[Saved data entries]
//! `nework config show|set`.

use std::path::Path;

use anyhow::Result;
use nework_core::ClientConfig;

use crate::output::{self, Output};

#[derive(Debug, Default)]
pub struct Changes {
    pub server: Option<String>,
    pub api_key: Option<String>,
    pub timeout: Option<u64>,
    pub data_dir: Option<String>,
}

impl Changes {
    fn is_empty(&self) -> bool {
        self.server.is_none() && self.api_key.is_none() && self.timeout.is_none() && self.data_dir.is_none()
    }

    fn apply(self, config: &mut ClientConfig) {
        if let Some(s) = self.server {
            config.server = s;
        }
        if let Some(k) = self.api_key {
            config.api_key = k;
        }
        if let Some(t) = self.timeout {
            config.timeout_secs = t;
        }
        if let Some(d) = self.data_dir {
            config.data_dir = d;
        }
    }
}

fn masked(key: &str) -> String {
    if key.is_empty() {
        return "-".to_string();
    }
    let tail: String = key.chars().rev().take(4).collect::<Vec<_>>().into_iter().rev().collect();
    format!("****{}", tail)
}

/// Config as printed: the API key is never shown in full.
fn for_display(mut config: ClientConfig) -> ClientConfig {
    if !config.api_key.is_empty() {
        config.api_key = masked(&config.api_key);
    }
    config
}

/// Print the effective configuration (file plus environment overrides).
pub fn show(path: &Path, out: Output) -> Result<()> {
    let config = for_display(ClientConfig::load(path)?.with_env_overrides());
    if out.is_json() {
        return output::json(&config);
    }
    println!("Config:   {}", path.display());
    println!("Server:   {}", config.server);
    println!("API key:  {}", if config.api_key.is_empty() { "-" } else { &config.api_key });
    println!("Timeout:  {}s", config.timeout_secs);
    println!("Session:  {}", config.resolve_db_path().display());
    Ok(())
}

pub fn set(path: &Path, changes: Changes) -> Result<()> {
    if changes.is_empty() {
        anyhow::bail!("Nothing to change. Pass --server, --api-key, --timeout or --data-dir.");
    }
    if changes.timeout == Some(0) {
        anyhow::bail!("Timeout must be at least one second.");
    }
    let mut config = ClientConfig::load(path)?;
    changes.apply(&mut config);
    config.save(path)?;
    println!("Config saved to {}.", path.display());
    Ok(())
}

#[cfg(test)]
mod tests {
    use super::*;

    #[test]
    fn set_updates_only_given_fields() {
        let dir = tempfile::tempdir().unwrap();
        let path = dir.path().join("config.toml");

        set(
            &path,
            Changes {
                api_key: Some("secret-key".into()),
                ..Default::default()
            },
        )
        .unwrap();
        set(
            &path,
            Changes {
                timeout: Some(10),
                ..Default::default()
            },
        )
        .unwrap();

        let config = ClientConfig::load(&path).unwrap();
        assert_eq!(config.api_key, "secret-key");
        assert_eq!(config.timeout_secs, 10);
        assert_eq!(config.server, nework_core::config::DEFAULT_SERVER);
    }

    #[test]
    fn set_rejects_empty_and_zero_timeout() {
        let dir = tempfile::tempdir().unwrap();
        let path = dir.path().join("config.toml");
        assert!(set(&path, Changes::default()).is_err());
        assert!(set(
            &path,
            Changes {
                timeout: Some(0),
                ..Default::default()
            }
        )
        .is_err());
        assert!(!path.exists());
    }

    #[test]
    fn key_is_masked() {
        assert_eq!(masked(""), "-");
        assert_eq!(masked("abcdef123"), "****f123");
        assert_eq!(masked("ab"), "****ab");
    }

    #[test]
    fn displayed_config_hides_key() {
        let config = ClientConfig {
            api_key: "abcdef123".into(),
            ..Default::default()
        };
        let shown = serde_json::to_value(for_display(config)).unwrap();
        assert_eq!(shown["api_key"], "****f123");

        let shown = serde_json::to_value(for_display(ClientConfig::default())).unwrap();
        assert!(shown.get("api_key").is_none());
    }
}
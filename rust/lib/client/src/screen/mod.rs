//! Feed screens: one [`crate::FeedHolder`] per list plus the mutations
//! that screen offers.

mod events;
mod jobs;
mod posts;
mod users;
mod wall;

pub use events::EventsScreen;
pub use jobs::{JobOwner, JobsScreen};
pub use posts::PostsScreen;
pub use users::UsersScreen;
pub use wall::{UserWallScreen, LOOKING_FOR_WORK};
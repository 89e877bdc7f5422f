//! Integration tests for the cloudwait waiters.
//!
//! These tests drive the public waiter functions end to end against scripted
//! clients from the test harness. The deterministic scenarios inject a
//! manual clock; the smoke scenarios run on the real tokio clock with small
//! polling budgets. They require the `test-harness` feature:
//!
//! ```bash
//! cargo test --features test-harness
//! ```

pub mod image;
pub mod interface;
pub mod volume;

use cloudwait::config::BuildSettings;

/// A small real-time budget so smoke tests finish in a few seconds at worst.
pub fn quick_settings() -> BuildSettings {
    BuildSettings {
        build_timeout_secs: 10,
        build_interval_secs: 1,
    }
}
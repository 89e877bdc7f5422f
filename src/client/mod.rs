//! Narrow client traits the waiters consume.
//!
//! The waiters never perform network calls themselves; they observe a
//! resource through one of these traits. A real implementation fronts the
//! control-plane REST API, the test harness provides scripted stand-ins.
//! Query methods must be idempotent and side-effect free, and a missing
//! resource must surface as [`ClientError::NotFound`] rather than a generic
//! failure, because absence is itself the success condition for deletion
//! waits.

pub mod types;

pub use types::{Image, ImageStatus, InterfaceAttachment, Volume, VolumeStatus};

use async_trait::async_trait;
use std::fmt;
use std::time::Duration;
use thiserror::Error;

/// Errors surfaced by client query methods.
#[derive(Debug, Clone, Error)]
pub enum ClientError {
    /// The resource does not exist (any more). Kept distinguishable from
    /// other failures so deletion-oriented waits can treat it as success.
    #[error("{resource} {id} could not be found")]
    NotFound { resource: String, id: String },

    /// Transport or API failure; the waiters propagate these untouched.
    #[error("control plane request failed: {0}")]
    Request(String),
}

pub type ClientResult<T> = Result<T, ClientError>;

/// Per-client polling budget, read-only from the waiters' perspective.
pub trait PollTimings {
    /// Total wall-clock budget for one wait.
    fn build_timeout(&self) -> Duration;
    /// Pause between consecutive polls.
    fn build_interval(&self) -> Duration;
}

/// Image service queries.
#[async_trait]
pub trait ImageClient: PollTimings + Send + Sync {
    async fn show_image(&self, image_id: &str) -> ClientResult<Image>;
}

/// Resource family served by a volume-style client.
#[derive(Debug, Clone, Copy, PartialEq, Eq)]
pub enum VolumeResourceKind {
    Volume,
    Snapshot,
    Backup,
}

impl VolumeResourceKind {
    pub fn label(&self) -> &'static str {
        match self {
            Self::Volume => "volume",
            Self::Snapshot => "snapshot",
            Self::Backup => "backup",
        }
    }
}

impl fmt::Display for VolumeResourceKind {
    fn fmt(&self, f: &mut fmt::Formatter<'_>) -> fmt::Result {
        f.write_str(self.label())
    }
}

/// Volume-family queries (volumes, snapshots, backups).
///
/// One trait covers all three kinds; `resource_kind` selects the error
/// vocabulary and the label used in failure reports.
#[async_trait]
pub trait VolumeResourceClient: PollTimings + Send + Sync {
    fn resource_kind(&self) -> VolumeResourceKind;
    async fn show_resource(&self, resource_id: &str) -> ClientResult<Volume>;
}

/// Server network interface attachment queries.
#[async_trait]
pub trait InterfaceClient: PollTimings + Send + Sync {
    async fn show_interface(
        &self,
        server_id: &str,
        port_id: &str,
    ) -> ClientResult<InterfaceAttachment>;

    async fn list_interfaces(&self, server_id: &str) -> ClientResult<Vec<InterfaceAttachment>>;
}
//! Status snapshot types returned by control-plane query methods.
//!
//! The structs mirror the JSON payloads of the control plane, including the
//! extension attributes the volume service reports under `os-vol-*` keys.
//! Backend status strings are modelled as closed enumerations with an
//! `Other` fallback arm, so an unrecognized value is carried verbatim
//! instead of failing deserialization.

use serde::{Deserialize, Serialize};
use std::fmt;

/// Lifecycle status of an image.
///
/// Parsing is case-insensitive because some deployments report upper-case
/// statuses (`ERROR`); unknown strings land in `Other` with their original
/// spelling preserved.
#[derive(Debug, Clone, PartialEq, Eq, Serialize, Deserialize)]
#[serde(from = "String", into = "String")]
pub enum ImageStatus {
    Queued,
    Saving,
    Uploading,
    Importing,
    Active,
    Deactivated,
    Killed,
    Deleted,
    PendingDelete,
    Error,
    Other(String),
}

impl From<String> for ImageStatus {
    fn from(value: String) -> Self {
        match value.to_ascii_lowercase().as_str() {
            "queued" => Self::Queued,
            "saving" => Self::Saving,
            "uploading" => Self::Uploading,
            "importing" => Self::Importing,
            "active" => Self::Active,
            "deactivated" => Self::Deactivated,
            "killed" => Self::Killed,
            "deleted" => Self::Deleted,
            "pending_delete" => Self::PendingDelete,
            "error" => Self::Error,
            _ => Self::Other(value),
        }
    }
}

impl From<ImageStatus> for String {
    fn from(status: ImageStatus) -> Self {
        status.to_string()
    }
}

impl fmt::Display for ImageStatus {
    fn fmt(&self, f: &mut fmt::Formatter<'_>) -> fmt::Result {
        let name = match self {
            Self::Queued => "queued",
            Self::Saving => "saving",
            Self::Uploading => "uploading",
            Self::Importing => "importing",
            Self::Active => "active",
            Self::Deactivated => "deactivated",
            Self::Killed => "killed",
            Self::Deleted => "deleted",
            Self::PendingDelete => "pending_delete",
            Self::Error => "error",
            Self::Other(raw) => raw,
        };
        f.write_str(name)
    }
}

/// Lifecycle status of a volume, snapshot or backup.
///
/// The `Error*` variants are terminal failure states; everything else in the
/// closed set is transient and safe to keep polling on. Strings outside the
/// known vocabulary parse into `Other`.
#[derive(Debug, Clone, PartialEq, Eq, Serialize, Deserialize)]
#[serde(from = "String", into = "String")]
pub enum VolumeStatus {
    Creating,
    Available,
    InUse,
    Attaching,
    Detaching,
    Deleting,
    Maintenance,
    RestoringBackup,
    BackingUp,
    Retyping,
    Extending,
    Downloading,
    Uploading,
    Error,
    ErrorDeleting,
    ErrorRestoring,
    ErrorExtending,
    Other(String),
}

impl VolumeStatus {
    /// Whether this status is a known terminal failure state.
    pub fn is_fatal(&self) -> bool {
        matches!(
            self,
            Self::Error | Self::ErrorDeleting | Self::ErrorRestoring | Self::ErrorExtending
        )
    }
}

impl From<String> for VolumeStatus {
    fn from(value: String) -> Self {
        match value.as_str() {
            "creating" => Self::Creating,
            "available" => Self::Available,
            "in-use" => Self::InUse,
            "attaching" => Self::Attaching,
            "detaching" => Self::Detaching,
            "deleting" => Self::Deleting,
            "maintenance" => Self::Maintenance,
            "restoring-backup" => Self::RestoringBackup,
            "backing-up" => Self::BackingUp,
            "retyping" => Self::Retyping,
            "extending" => Self::Extending,
            "downloading" => Self::Downloading,
            "uploading" => Self::Uploading,
            "error" => Self::Error,
            "error_deleting" => Self::ErrorDeleting,
            "error_restoring" => Self::ErrorRestoring,
            "error_extending" => Self::ErrorExtending,
            _ => Self::Other(value),
        }
    }
}

impl From<VolumeStatus> for String {
    fn from(status: VolumeStatus) -> Self {
        status.to_string()
    }
}

impl fmt::Display for VolumeStatus {
    fn fmt(&self, f: &mut fmt::Formatter<'_>) -> fmt::Result {
        let name = match self {
            Self::Creating => "creating",
            Self::Available => "available",
            Self::InUse => "in-use",
            Self::Attaching => "attaching",
            Self::Detaching => "detaching",
            Self::Deleting => "deleting",
            Self::Maintenance => "maintenance",
            Self::RestoringBackup => "restoring-backup",
            Self::BackingUp => "backing-up",
            Self::Retyping => "retyping",
            Self::Extending => "extending",
            Self::Downloading => "downloading",
            Self::Uploading => "uploading",
            Self::Error => "error",
            Self::ErrorDeleting => "error_deleting",
            Self::ErrorRestoring => "error_restoring",
            Self::ErrorExtending => "error_extending",
            Self::Other(raw) => raw,
        };
        f.write_str(name)
    }
}

/// Snapshot of an image as reported by `show_image`.
#[derive(Debug, Clone, PartialEq, Eq, Serialize, Deserialize)]
pub struct Image {
    pub id: String,
    pub status: ImageStatus,
    #[serde(default)]
    pub name: Option<String>,
}

/// Snapshot of a volume-family resource as reported by `show_*`.
///
/// Carries the migration bookkeeping fields a retype with migration updates
/// (`migration_status` and the admin-only `os-vol-mig-status-attr:migstat`)
/// alongside the identity fields that must survive a migration unchanged.
#[derive(Debug, Clone, PartialEq, Eq, Serialize, Deserialize)]
pub struct Volume {
    pub id: String,
    pub status: VolumeStatus,
    #[serde(default)]
    pub name: Option<String>,
    #[serde(default)]
    pub description: Option<String>,
    #[serde(default)]
    pub size: Option<u64>,
    #[serde(default)]
    pub volume_type: Option<String>,
    #[serde(default)]
    pub user_id: Option<String>,
    #[serde(default)]
    pub migration_status: Option<String>,
    #[serde(rename = "os-vol-mig-status-attr:migstat", default)]
    pub migration_status_attr: Option<String>,
    #[serde(rename = "os-vol-host-attr:host", default)]
    pub host: Option<String>,
    #[serde(rename = "os-vol-tenant-attr:tenant_id", default)]
    pub tenant_id: Option<String>,
}

/// One entry of a server's network interface attachment list.
#[derive(Debug, Clone, PartialEq, Eq, Serialize, Deserialize)]
pub struct InterfaceAttachment {
    pub port_id: String,
    /// Reported in upper case by the network service, e.g. `ACTIVE` or `DOWN`.
    pub port_state: String,
    #[serde(default)]
    pub net_id: Option<String>,
    #[serde(default)]
    pub mac_addr: Option<String>,
}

WHAT YOU HAVE TO DO:
Copy whichever lines above contain the string "scripted".

EXERCISE RESPONSE:
//! These tests drive the public waiter functions end to end against scripted
//! control-plane REST API, the test harness provides scripted stand-ins.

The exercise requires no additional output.